Presque dix ans plus tard, alors qu’1,5 million d’Européens sont sous ce statut, les ministres du Travail des 28 pays de l’Union se sont réunis le 9 décembre dernier afin de mieux prévenir les dérives observées.
En effet, au départ, l’objectif de la directive était de reconnaître un mouvement indispensable à l’économie réelle, tout en s’assurant qu’un minimum de règles sociales soient respectées. Ainsi, une entreprise pouvait «détacher» des salariés dans un autre pays de l'UE pendant deux ans maximum, à condition d'appliquer certaines règles du pays d'accueil (salaires, conditions de travail) tout en versant les cotisations sociales dans le pays d'origine.
Or aujourd’hui, on assiste à un détournement de ce texte avec des conséquences déplorables tant pour les conditions de travail des salariés concernés que pour l’économie européenne: optimisation sociale, émergence d’un marché de travailleurs «low-cost», pression à la baisse sur les salaires…
Avec environ 350000 travailleurs détachés (135000 Français qui travaillent dans d’autres pays et 170000 «accueillis» sur son territoire), l’hexagone est particulièrement confronté à cette situation. D’où la position ferme exprimée par B. Hamon et M. Sapin pour obtenir la révision de cette directive : «Nous ne voulons pas laisser la concurrence déloyale s'installer et précariser les systèmes sociaux des pays avancés». Ce volontarisme a payé, puisqu’ils ont réussi à convaincre leurs partenaires européens de se rallier à eux, en particulier sur deux points.
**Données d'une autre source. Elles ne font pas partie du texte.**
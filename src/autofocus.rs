//! Coarse-to-fine autofocus over one stage axis.
//!
//! The controller only needs two capabilities: something that can move one
//! axis and report where it is ([`FocusDrive`]), and something that scores
//! the image at the current position ([`FocusMetric`]). It never sees a
//! camera or a stage type directly.
//!
//! # Algorithm
//!
//! A [`FocusPass`] samples `steps` positions spaced `step_size` apart,
//! symmetric about the position the pass starts at:
//!
//! ```text
//!   center - k*step ... center - step   center   center + step ... center + k*step
//!                                       (k = (steps - 1) / 2)
//! ```
//!
//! The center is scored first, without moving. The remaining offsets are
//! visited from lowest to highest, one blocking move and one score each. The
//! best score wins; equal scores go to the sample closest to the center, and
//! after that to the one visited first. The stage then moves to the winner,
//! which becomes the center of the next, finer pass.
//!
//! Any failed move or score aborts the run. There is no fallback to the best
//! position seen so far.
//!
//! # Example
//!
//! ```no_run
//! use biofum::autofocus::{focus_stage, AutofocusPlan};
//! use daq_driver_tango::{Axis, NativeBinding, StageSession, StageSettings};
//!
//! # fn sharpness() -> anyhow::Result<f64> { Ok(0.0) }
//! # fn main() -> anyhow::Result<()> {
//! let binding = NativeBinding::load("C:/Tango/64/Tango_DLL.dll")?;
//! let mut stage = StageSession::open(binding, StageSettings::default())?;
//!
//! let result = focus_stage(&mut stage, Axis::Z, sharpness, &AutofocusPlan::default())?;
//! println!("focused at z = {:.1}", result.position);
//! # Ok(())
//! # }
//! ```

use anyhow::{Context, Result};
use daq_driver_tango::{Axis, MotionBinding, StageSession};
use serde::{Deserialize, Serialize};
use thiserror::Error;
use tracing::{debug, info, warn};

// =============================================================================
// Capabilities
// =============================================================================

/// One axis that can be positioned absolutely.
pub trait FocusDrive {
    /// Current position of the axis.
    fn position(&mut self) -> Result<f64>;

    /// Move to `position` and return once motion has stopped.
    fn move_to(&mut self, position: f64) -> Result<()>;
}

/// Focus score at the current position. Higher is sharper.
pub trait FocusMetric {
    fn score(&mut self) -> Result<f64>;
}

impl<F> FocusMetric for F
where
    F: FnMut() -> Result<f64>,
{
    fn score(&mut self) -> Result<f64> {
        self()
    }
}

/// [`FocusDrive`] over one axis of a [`StageSession`].
pub struct StageAxis<'a, B: MotionBinding> {
    session: &'a mut StageSession<B>,
    axis: Axis,
}

impl<'a, B: MotionBinding> StageAxis<'a, B> {
    pub fn new(session: &'a mut StageSession<B>, axis: Axis) -> Self {
        Self { session, axis }
    }

    pub fn axis(&self) -> Axis {
        self.axis
    }
}

impl<B: MotionBinding> FocusDrive for StageAxis<'_, B> {
    fn position(&mut self) -> Result<f64> {
        Ok(self.session.axis_position(self.axis)?)
    }

    fn move_to(&mut self, position: f64) -> Result<()> {
        Ok(self.session.move_to(self.axis, position, false)?)
    }
}

// =============================================================================
// Plan
// =============================================================================

/// Reasons a plan or a sample is rejected.
#[derive(Error, Debug, Clone, PartialEq)]
pub enum AutofocusError {
    #[error("Autofocus plan has no passes")]
    EmptyPlan,

    #[error("Pass {index}: steps must be odd and at least 1, got {steps}")]
    InvalidSteps { index: usize, steps: u32 },

    #[error("Pass {index}: step size must be finite and positive, got {step_size}")]
    InvalidStepSize { index: usize, step_size: f64 },

    #[error("Focus velocity must be finite and positive, got {velocity}")]
    InvalidVelocity { velocity: f64 },

    #[error("Focus metric returned NaN at position {position}")]
    InvalidScore { position: f64 },
}

/// One sweep at a fixed resolution.
#[derive(Debug, Clone, Copy, PartialEq, Serialize, Deserialize)]
pub struct FocusPass {
    /// Distance between neighbouring samples, in the stage's unit.
    pub step_size: f64,
    /// Total samples including the center. Odd.
    pub steps: u32,
}

impl FocusPass {
    pub fn new(step_size: f64, steps: u32) -> Self {
        Self { step_size, steps }
    }

    /// Samples on each side of the center.
    pub fn half_width(&self) -> u32 {
        self.steps / 2
    }

    fn validate(&self, index: usize) -> std::result::Result<(), AutofocusError> {
        if self.steps == 0 || self.steps % 2 == 0 {
            return Err(AutofocusError::InvalidSteps {
                index,
                steps: self.steps,
            });
        }
        if !self.step_size.is_finite() || self.step_size <= 0.0 {
            return Err(AutofocusError::InvalidStepSize {
                index,
                step_size: self.step_size,
            });
        }
        Ok(())
    }
}

/// Passes to run, coarse to fine, plus the axis velocity to use while
/// focusing.
#[derive(Debug, Clone, PartialEq, Serialize, Deserialize)]
pub struct AutofocusPlan {
    pub passes: Vec<FocusPass>,
    /// Velocity for the focus axis during the run. `None` leaves it alone.
    #[serde(default)]
    pub velocity: Option<f64>,
}

impl Default for AutofocusPlan {
    /// Rough focus to within 1000 units, then 200, 40, and 8.
    fn default() -> Self {
        Self {
            passes: vec![
                FocusPass::new(500.0, 7),
                FocusPass::new(100.0, 9),
                FocusPass::new(20.0, 9),
                FocusPass::new(4.0, 9),
            ],
            velocity: Some(15.0),
        }
    }
}

impl AutofocusPlan {
    pub fn new(passes: Vec<FocusPass>) -> Self {
        Self {
            passes,
            velocity: None,
        }
    }

    pub fn with_velocity(mut self, velocity: f64) -> Self {
        self.velocity = Some(velocity);
        self
    }

    pub fn validate(&self) -> std::result::Result<(), AutofocusError> {
        validate_passes(&self.passes)?;
        if let Some(velocity) = self.velocity {
            if !velocity.is_finite() || velocity <= 0.0 {
                return Err(AutofocusError::InvalidVelocity { velocity });
            }
        }
        Ok(())
    }
}

fn validate_passes(passes: &[FocusPass]) -> std::result::Result<(), AutofocusError> {
    if passes.is_empty() {
        return Err(AutofocusError::EmptyPlan);
    }
    passes
        .iter()
        .enumerate()
        .try_for_each(|(index, pass)| pass.validate(index))
}

// =============================================================================
// Results
// =============================================================================

/// One scored position.
#[derive(Debug, Clone, Copy, PartialEq, Serialize)]
pub struct FocusSample {
    pub position: f64,
    pub score: f64,
}

/// Outcome of one pass.
#[derive(Debug, Clone, PartialEq, Serialize)]
pub struct PassReport {
    pub pass: FocusPass,
    /// Position the pass started from.
    pub center: f64,
    /// Winning sample; the stage was left here.
    pub best: FocusSample,
    /// Samples in the order they were taken, center first.
    pub samples: Vec<FocusSample>,
}

/// Outcome of a full run.
#[derive(Debug, Clone, PartialEq, Serialize)]
pub struct AutofocusResult {
    /// Final focus position after the finest pass.
    pub position: f64,
    /// Score measured at `position`.
    pub score: f64,
    pub passes: Vec<PassReport>,
}

// =============================================================================
// Controller
// =============================================================================

/// Hill search over a [`FocusDrive`] scored by a [`FocusMetric`].
pub struct Autofocus<D, M> {
    drive: D,
    metric: M,
}

impl<D: FocusDrive, M: FocusMetric> Autofocus<D, M> {
    pub fn new(drive: D, metric: M) -> Self {
        Self { drive, metric }
    }

    /// Run every pass in order, each starting where the previous one ended.
    ///
    /// The passes are validated before the stage is touched.
    pub fn run(&mut self, passes: &[FocusPass]) -> Result<AutofocusResult> {
        validate_passes(passes)?;

        let mut reports = Vec::with_capacity(passes.len());
        for (index, pass) in passes.iter().enumerate() {
            let report = self
                .sweep(*pass)
                .with_context(|| format!("autofocus pass {} (step {})", index + 1, pass.step_size))?;
            info!(
                pass = index + 1,
                step_size = pass.step_size,
                steps = pass.steps,
                center = report.center,
                best = report.best.position,
                score = report.best.score,
                "Autofocus pass complete"
            );
            reports.push(report);
        }

        // validate_passes guarantees at least one report
        let best = reports
            .last()
            .map(|report| report.best)
            .ok_or(AutofocusError::EmptyPlan)?;

        Ok(AutofocusResult {
            position: best.position,
            score: best.score,
            passes: reports,
        })
    }

    /// One pass around the current position. Leaves the drive at the best
    /// sample.
    pub fn sweep(&mut self, pass: FocusPass) -> Result<PassReport> {
        pass.validate(0)?;

        let center = self.drive.position()?;
        let half = i64::from(pass.half_width());

        let mut samples = Vec::with_capacity(pass.steps as usize);
        let first = self.measure(center)?;
        samples.push(first);

        let mut best = first;
        let mut best_offset = 0_i64;
        let mut current = center;

        for offset in (-half..=half).filter(|offset| *offset != 0) {
            let position = center + offset as f64 * pass.step_size;
            self.drive.move_to(position)?;
            current = position;

            let sample = self.measure(position)?;
            samples.push(sample);

            let closer = offset.abs() < best_offset.abs();
            if sample.score > best.score || (sample.score == best.score && closer) {
                best = sample;
                best_offset = offset;
            }
        }

        if current != best.position {
            self.drive.move_to(best.position)?;
        }

        Ok(PassReport {
            pass,
            center,
            best,
            samples,
        })
    }

    fn measure(&mut self, position: f64) -> Result<FocusSample> {
        let score = self.metric.score()?;
        if score.is_nan() {
            return Err(AutofocusError::InvalidScore { position }.into());
        }
        debug!(position, score, "Focus sample");
        Ok(FocusSample { position, score })
    }

    pub fn into_parts(self) -> (D, M) {
        (self.drive, self.metric)
    }
}

/// Focus `axis` of an open stage session with `plan`.
///
/// When the plan carries a velocity, the axis runs at that velocity for the
/// duration and is put back to its previous velocity afterwards, whether or
/// not the run succeeded. A failed run reports its own error; a failed
/// restore is then only logged.
pub fn focus_stage<B, M>(
    session: &mut StageSession<B>,
    axis: Axis,
    metric: M,
    plan: &AutofocusPlan,
) -> Result<AutofocusResult>
where
    B: MotionBinding,
    M: FocusMetric,
{
    plan.validate()?;

    let previous = match plan.velocity {
        Some(velocity) => {
            let previous = session
                .get_velocity()
                .context("reading velocity before autofocus")?
                .get(axis);
            session
                .set_axis_velocity(axis, velocity)
                .context("setting focus velocity")?;
            Some(previous)
        }
        None => None,
    };

    info!(%axis, passes = plan.passes.len(), "Starting autofocus");
    let outcome = Autofocus::new(StageAxis::new(session, axis), metric).run(&plan.passes);

    if let Some(previous) = previous {
        if let Err(err) = session.set_axis_velocity(axis, previous) {
            if outcome.is_ok() {
                return Err(err).context("restoring velocity after autofocus");
            }
            warn!(%axis, error = %err, "Failed to restore velocity after autofocus");
        }
    }

    outcome
}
D’une part, la responsabilisation des entreprises donneuses d’ordre dans le secteur du BTP qui, en France, emploie 44,1% des travailleurs détachés. Concrètement, ces dernières devront vérifier les pratiques de leurs sous-traitants et, en cas d’abus, seront considérées comme tout aussi responsables que les entreprises fautives. Cette décision est à rapprocher de la proposition de loi déposée par les députés socialistes début novembre sur le devoir de vigilance des sociétés mères.
D’autre part, chaque gouvernement restera libre de choisir les documents qui pourront être réclamés à une entreprise détachant des travailleurs pour limiter les fraudes alors que certains pays, la Grande Bretagne entre autres, plaidaient pour une liste commune.
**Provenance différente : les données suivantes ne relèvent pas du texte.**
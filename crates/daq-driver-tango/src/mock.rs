//! In-memory stand-in for the Tango library.
//!
//! [`MockBinding`] keeps a simulated controller (position, velocity, unit
//! codes, live session ids) behind a mutex, records every call it receives,
//! and can be told to fail a given operation with a chosen status code.
//! Moves complete instantly.

use std::collections::{HashMap, HashSet};

use parking_lot::Mutex;

use crate::binding::{check_status, MotionBinding, Operation};
use crate::error::{Result, TangoError};
use crate::types::{Axis, AxisValues};

/// Status code the mock returns for a call on an unknown or freed session id.
pub const INVALID_SESSION_CODE: i32 = 4005;

/// Status code the mock returns for an axis number outside 1..=4.
pub const INVALID_AXIS_CODE: i32 = 4010;

/// Record of one `connect` call.
#[derive(Debug, Clone, PartialEq)]
pub struct ConnectCall {
    pub lsid: i32,
    pub interface_type: i32,
    pub port: String,
    pub baud_rate: i32,
    pub show_protocol: bool,
}

/// Record of one move call.
#[derive(Debug, Clone, Copy, PartialEq)]
pub struct MoveCall {
    pub axis: i32,
    pub value: f64,
    pub relative: bool,
    pub wait: bool,
}

#[derive(Debug, Default)]
struct MockState {
    next_lsid: i32,
    live: HashSet<i32>,
    connected: HashSet<i32>,
    dimensions: Option<[i32; 4]>,
    position: AxisValues,
    velocity: AxisValues,
    calls: Vec<Operation>,
    connects: Vec<ConnectCall>,
    moves: Vec<MoveCall>,
    failures: HashMap<Operation, i32>,
}

/// Simulated Tango controller.
#[derive(Debug)]
pub struct MockBinding {
    state: Mutex<MockState>,
}

impl Default for MockBinding {
    fn default() -> Self {
        Self::new()
    }
}

impl MockBinding {
    /// A controller at the origin with all velocities zero.
    pub fn new() -> Self {
        Self {
            state: Mutex::new(MockState {
                next_lsid: 1,
                ..Default::default()
            }),
        }
    }

    /// Make every subsequent call of `operation` return `code`.
    pub fn fail_with(&self, operation: Operation, code: i32) {
        self.state.lock().failures.insert(operation, code);
    }

    /// Stop failing `operation`.
    pub fn clear_failure(&self, operation: Operation) {
        self.state.lock().failures.remove(&operation);
    }

    pub fn set_position(&self, position: AxisValues) {
        self.state.lock().position = position;
    }

    pub fn set_velocity(&self, velocity: AxisValues) {
        self.state.lock().velocity = velocity;
    }

    /// Simulated position, read without going through the binding.
    pub fn position(&self) -> AxisValues {
        self.state.lock().position
    }

    /// Simulated velocity, read without going through the binding.
    pub fn velocity(&self) -> AxisValues {
        self.state.lock().velocity
    }

    /// Unit codes from the last successful `set_dimensions`.
    pub fn dimensions(&self) -> Option<[i32; 4]> {
        self.state.lock().dimensions
    }

    /// Every call received, in order, including failed ones.
    pub fn calls(&self) -> Vec<Operation> {
        self.state.lock().calls.clone()
    }

    pub fn call_count(&self, operation: Operation) -> usize {
        self.state.lock().calls.iter().filter(|op| **op == operation).count()
    }

    pub fn connects(&self) -> Vec<ConnectCall> {
        self.state.lock().connects.clone()
    }

    pub fn moves(&self) -> Vec<MoveCall> {
        self.state.lock().moves.clone()
    }

    /// Session ids handed out and not yet freed.
    pub fn live_sessions(&self) -> usize {
        self.state.lock().live.len()
    }

    pub fn is_connected(&self, lsid: i32) -> bool {
        self.state.lock().connected.contains(&lsid)
    }
}

impl MockState {
    /// Record the call and apply any injected failure.
    fn enter(&mut self, operation: Operation) -> Result<()> {
        self.calls.push(operation);
        match self.failures.get(&operation) {
            Some(code) => check_status(operation, *code),
            None => Ok(()),
        }
    }

    fn require_live(&self, operation: Operation, lsid: i32) -> Result<()> {
        if self.live.contains(&lsid) {
            Ok(())
        } else {
            check_status(operation, INVALID_SESSION_CODE)
        }
    }

    fn axis(operation: Operation, code: i32) -> Result<Axis> {
        Axis::ALL
            .into_iter()
            .find(|axis| axis.code() == code)
            .ok_or(TangoError::Status {
                operation,
                code: INVALID_AXIS_CODE,
            })
    }
}

impl MotionBinding for MockBinding {
    fn create_session(&self) -> Result<i32> {
        let mut state = self.state.lock();
        state.enter(Operation::CreateSession)?;
        let lsid = state.next_lsid;
        state.next_lsid += 1;
        state.live.insert(lsid);
        Ok(lsid)
    }

    fn connect(
        &self,
        lsid: i32,
        interface_type: i32,
        port: &str,
        baud_rate: i32,
        show_protocol: bool,
    ) -> Result<()> {
        let op = Operation::Connect;
        let mut state = self.state.lock();
        state.enter(op)?;
        state.require_live(op, lsid)?;
        state.connects.push(ConnectCall {
            lsid,
            interface_type,
            port: port.to_string(),
            baud_rate,
            show_protocol,
        });
        state.connected.insert(lsid);
        Ok(())
    }

    fn disconnect(&self, lsid: i32) -> Result<()> {
        let op = Operation::Disconnect;
        let mut state = self.state.lock();
        state.enter(op)?;
        state.require_live(op, lsid)?;
        state.connected.remove(&lsid);
        Ok(())
    }

    fn free_session(&self, lsid: i32) -> Result<()> {
        let op = Operation::FreeSession;
        let mut state = self.state.lock();
        state.enter(op)?;
        state.require_live(op, lsid)?;
        state.live.remove(&lsid);
        state.connected.remove(&lsid);
        Ok(())
    }

    fn set_dimensions(&self, lsid: i32, x: i32, y: i32, z: i32, a: i32) -> Result<()> {
        let op = Operation::SetDimensions;
        let mut state = self.state.lock();
        state.enter(op)?;
        state.require_live(op, lsid)?;
        state.dimensions = Some([x, y, z, a]);
        Ok(())
    }

    fn move_absolute(&self, lsid: i32, axis: i32, value: f64, wait: bool) -> Result<()> {
        let op = Operation::MoveAbsolute;
        let mut state = self.state.lock();
        state.enter(op)?;
        state.require_live(op, lsid)?;
        let target = MockState::axis(op, axis)?;
        state.moves.push(MoveCall {
            axis,
            value,
            relative: false,
            wait,
        });
        state.position.set(target, value);
        Ok(())
    }

    fn move_relative(&self, lsid: i32, axis: i32, value: f64, wait: bool) -> Result<()> {
        let op = Operation::MoveRelative;
        let mut state = self.state.lock();
        state.enter(op)?;
        state.require_live(op, lsid)?;
        let target = MockState::axis(op, axis)?;
        state.moves.push(MoveCall {
            axis,
            value,
            relative: true,
            wait,
        });
        let current = state.position.get(target);
        state.position.set(target, current + value);
        Ok(())
    }

    fn get_position(&self, lsid: i32) -> Result<AxisValues> {
        let op = Operation::GetPosition;
        let mut state = self.state.lock();
        state.enter(op)?;
        state.require_live(op, lsid)?;
        Ok(state.position)
    }

    fn get_position_single_axis(&self, lsid: i32, axis: i32) -> Result<f64> {
        let op = Operation::GetPositionSingleAxis;
        let mut state = self.state.lock();
        state.enter(op)?;
        state.require_live(op, lsid)?;
        let target = MockState::axis(op, axis)?;
        Ok(state.position.get(target))
    }

    fn get_velocity(&self, lsid: i32) -> Result<AxisValues> {
        let op = Operation::GetVelocity;
        let mut state = self.state.lock();
        state.enter(op)?;
        state.require_live(op, lsid)?;
        Ok(state.velocity)
    }

    fn set_velocity_single_axis(&self, lsid: i32, axis: i32, velocity: f64) -> Result<()> {
        let op = Operation::SetVelocitySingleAxis;
        let mut state = self.state.lock();
        state.enter(op)?;
        state.require_live(op, lsid)?;
        let target = MockState::axis(op, axis)?;
        state.velocity.set(target, velocity);
        Ok(())
    }
}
Cet accord permettra également de faciliter la coopération et l’échange d’informations entre les États: une définition commune des travailleurs détachés devrait voir le jour dans tous les pays et sortir ainsi du flou juridique actuel. Les accords bilatéraux seront aussi encouragés.
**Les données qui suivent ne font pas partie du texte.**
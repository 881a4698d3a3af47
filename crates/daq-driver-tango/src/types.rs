//! Domain values shared by the binding and the session: axes, units, and
//! per-axis readings.

use std::fmt;
use std::os::raw::c_int;
use std::str::FromStr;

use serde::{Deserialize, Serialize};

use crate::error::TangoError;

/// One independently controllable degree of freedom of the stage.
///
/// Deserializes through [`FromStr`], so configuration accepts the same
/// spellings as the command line.
#[derive(Debug, Clone, Copy, PartialEq, Eq, Hash, Serialize, Deserialize)]
#[serde(try_from = "String")]
#[repr(i32)]
pub enum Axis {
    #[serde(rename = "x")]
    X = tango_sys::AXIS_X,
    #[serde(rename = "y")]
    Y = tango_sys::AXIS_Y,
    #[serde(rename = "z")]
    Z = tango_sys::AXIS_Z,
    #[serde(rename = "a")]
    Auxiliary = tango_sys::AXIS_A,
}

impl Axis {
    /// All axes in controller order.
    pub const ALL: [Axis; 4] = [Axis::X, Axis::Y, Axis::Z, Axis::Auxiliary];

    /// Axis number expected by the native protocol.
    pub fn code(self) -> c_int {
        self as c_int
    }

    /// Short name used in configuration and logs.
    pub fn name(self) -> &'static str {
        match self {
            Self::X => "x",
            Self::Y => "y",
            Self::Z => "z",
            Self::Auxiliary => "a",
        }
    }
}

impl fmt::Display for Axis {
    fn fmt(&self, f: &mut fmt::Formatter<'_>) -> fmt::Result {
        f.write_str(self.name())
    }
}

impl FromStr for Axis {
    type Err = TangoError;

    fn from_str(s: &str) -> Result<Self, Self::Err> {
        match s.trim().to_ascii_lowercase().as_str() {
            "x" => Ok(Self::X),
            "y" => Ok(Self::Y),
            "z" => Ok(Self::Z),
            "a" | "aux" | "auxiliary" => Ok(Self::Auxiliary),
            _ => Err(TangoError::UnknownAxis {
                name: s.to_string(),
            }),
        }
    }
}

impl TryFrom<String> for Axis {
    type Error = TangoError;

    fn try_from(value: String) -> Result<Self, Self::Error> {
        value.parse()
    }
}

/// Physical unit the controller reports and accepts coordinates in.
#[derive(Debug, Clone, Copy, PartialEq, Eq, Hash, Serialize, Deserialize)]
#[serde(try_from = "String")]
#[repr(i32)]
pub enum Unit {
    #[serde(rename = "microsteps")]
    Microsteps = tango_sys::DIM_MICROSTEPS,
    #[serde(rename = "um")]
    Micrometer = tango_sys::DIM_MICROMETER,
    #[serde(rename = "mm")]
    Millimeter = tango_sys::DIM_MILLIMETER,
    #[serde(rename = "degree")]
    Degree = tango_sys::DIM_DEGREE,
    #[serde(rename = "revolutions")]
    Revolution = tango_sys::DIM_REVOLUTIONS,
    #[serde(rename = "cm")]
    Centimeter = tango_sys::DIM_CENTIMETER,
    #[serde(rename = "m")]
    Meter = tango_sys::DIM_METER,
    #[serde(rename = "inch")]
    Inch = tango_sys::DIM_INCH,
    #[serde(rename = "mil")]
    Mil = tango_sys::DIM_MIL,
}

impl Unit {
    /// Every unit the controller understands.
    pub const ALL: [Unit; 9] = [
        Unit::Microsteps,
        Unit::Micrometer,
        Unit::Millimeter,
        Unit::Degree,
        Unit::Revolution,
        Unit::Centimeter,
        Unit::Meter,
        Unit::Inch,
        Unit::Mil,
    ];

    /// Dimension code for `LSX_SetDimensions`.
    pub fn code(self) -> c_int {
        self as c_int
    }

    pub fn name(self) -> &'static str {
        match self {
            Self::Microsteps => "microsteps",
            Self::Micrometer => "um",
            Self::Millimeter => "mm",
            Self::Degree => "degree",
            Self::Revolution => "revolutions",
            Self::Centimeter => "cm",
            Self::Meter => "m",
            Self::Inch => "inch",
            Self::Mil => "mil",
        }
    }
}

impl fmt::Display for Unit {
    fn fmt(&self, f: &mut fmt::Formatter<'_>) -> fmt::Result {
        f.write_str(self.name())
    }
}

impl FromStr for Unit {
    type Err = TangoError;

    fn from_str(s: &str) -> Result<Self, Self::Err> {
        match s.trim().to_ascii_lowercase().as_str() {
            "microsteps" | "microstep" => Ok(Self::Microsteps),
            "um" | "micrometer" | "micrometers" => Ok(Self::Micrometer),
            "mm" | "millimeter" | "millimeters" => Ok(Self::Millimeter),
            "degree" | "degrees" | "deg" => Ok(Self::Degree),
            "revolutions" | "revolution" | "rev" => Ok(Self::Revolution),
            "cm" | "centimeter" | "centimeters" => Ok(Self::Centimeter),
            "m" | "meter" | "meters" => Ok(Self::Meter),
            "inch" | "inches" | "in" => Ok(Self::Inch),
            "mil" | "mils" => Ok(Self::Mil),
            _ => Err(TangoError::UnknownUnit {
                name: s.to_string(),
            }),
        }
    }
}

impl TryFrom<String> for Unit {
    type Error = TangoError;

    fn try_from(value: String) -> Result<Self, Self::Error> {
        value.parse()
    }
}

/// One reading per axis, in the session's active unit.
#[derive(Debug, Clone, Copy, PartialEq, Default, Serialize, Deserialize)]
pub struct AxisValues {
    pub x: f64,
    pub y: f64,
    pub z: f64,
    pub a: f64,
}

/// Stage coordinates, re-read from hardware on every query.
pub type Position = AxisValues;

/// Per-axis speed in the active unit per second.
pub type Velocity = AxisValues;

impl AxisValues {
    pub fn new(x: f64, y: f64, z: f64, a: f64) -> Self {
        Self { x, y, z, a }
    }

    pub fn get(&self, axis: Axis) -> f64 {
        match axis {
            Axis::X => self.x,
            Axis::Y => self.y,
            Axis::Z => self.z,
            Axis::Auxiliary => self.a,
        }
    }

    pub fn set(&mut self, axis: Axis, value: f64) {
        match axis {
            Axis::X => self.x = value,
            Axis::Y => self.y = value,
            Axis::Z => self.z = value,
            Axis::Auxiliary => self.a = value,
        }
    }

    /// Labeled values in controller order.
    pub fn iter(&self) -> impl Iterator<Item = (Axis, f64)> + '_ {
        Axis::ALL.into_iter().map(move |axis| (axis, self.get(axis)))
    }
}

impl fmt::Display for AxisValues {
    fn fmt(&self, f: &mut fmt::Formatter<'_>) -> fmt::Result {
        write!(
            f,
            "x={:.4} y={:.4} z={:.4} a={:.4}",
            self.x, self.y, self.z, self.a
        )
    }
}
L’adoption de la directive révisée doit encore passer par plusieurs étapes, ce qui devrait prendre quelques mois. Mais la majorité gouvernementale n’a pas attendu pour agir: fin novembre, Michel Sapin a présenté son plan de lutte contre le travail illégal et le détachement abusif. Une intensification des contrôles de l’inspection du travail et des autres services compétents de l’État est prévue, tout comme la création d’une liste noire des entreprises condamnées pour travail illégal ou encore le renforcement des sanctions financières et pénales contre ceux qui ne respectent pas les règles.
Dès son arrivée au pouvoir, François Hollande a défendu une Europe plus juste, plus sociale, au service de ses citoyens pour que ceux-ci retrouvent confiance en elle. L’accord trouvé aujourd’hui par l’ensemble des Ministres du travail de l’Union montre que ce choix était le bon.
*Les trois autres libertés constituantes sont : la libre circulation des marchandises, la libre circulation des personnes, et enfin la libre circulation des services et des capitaux.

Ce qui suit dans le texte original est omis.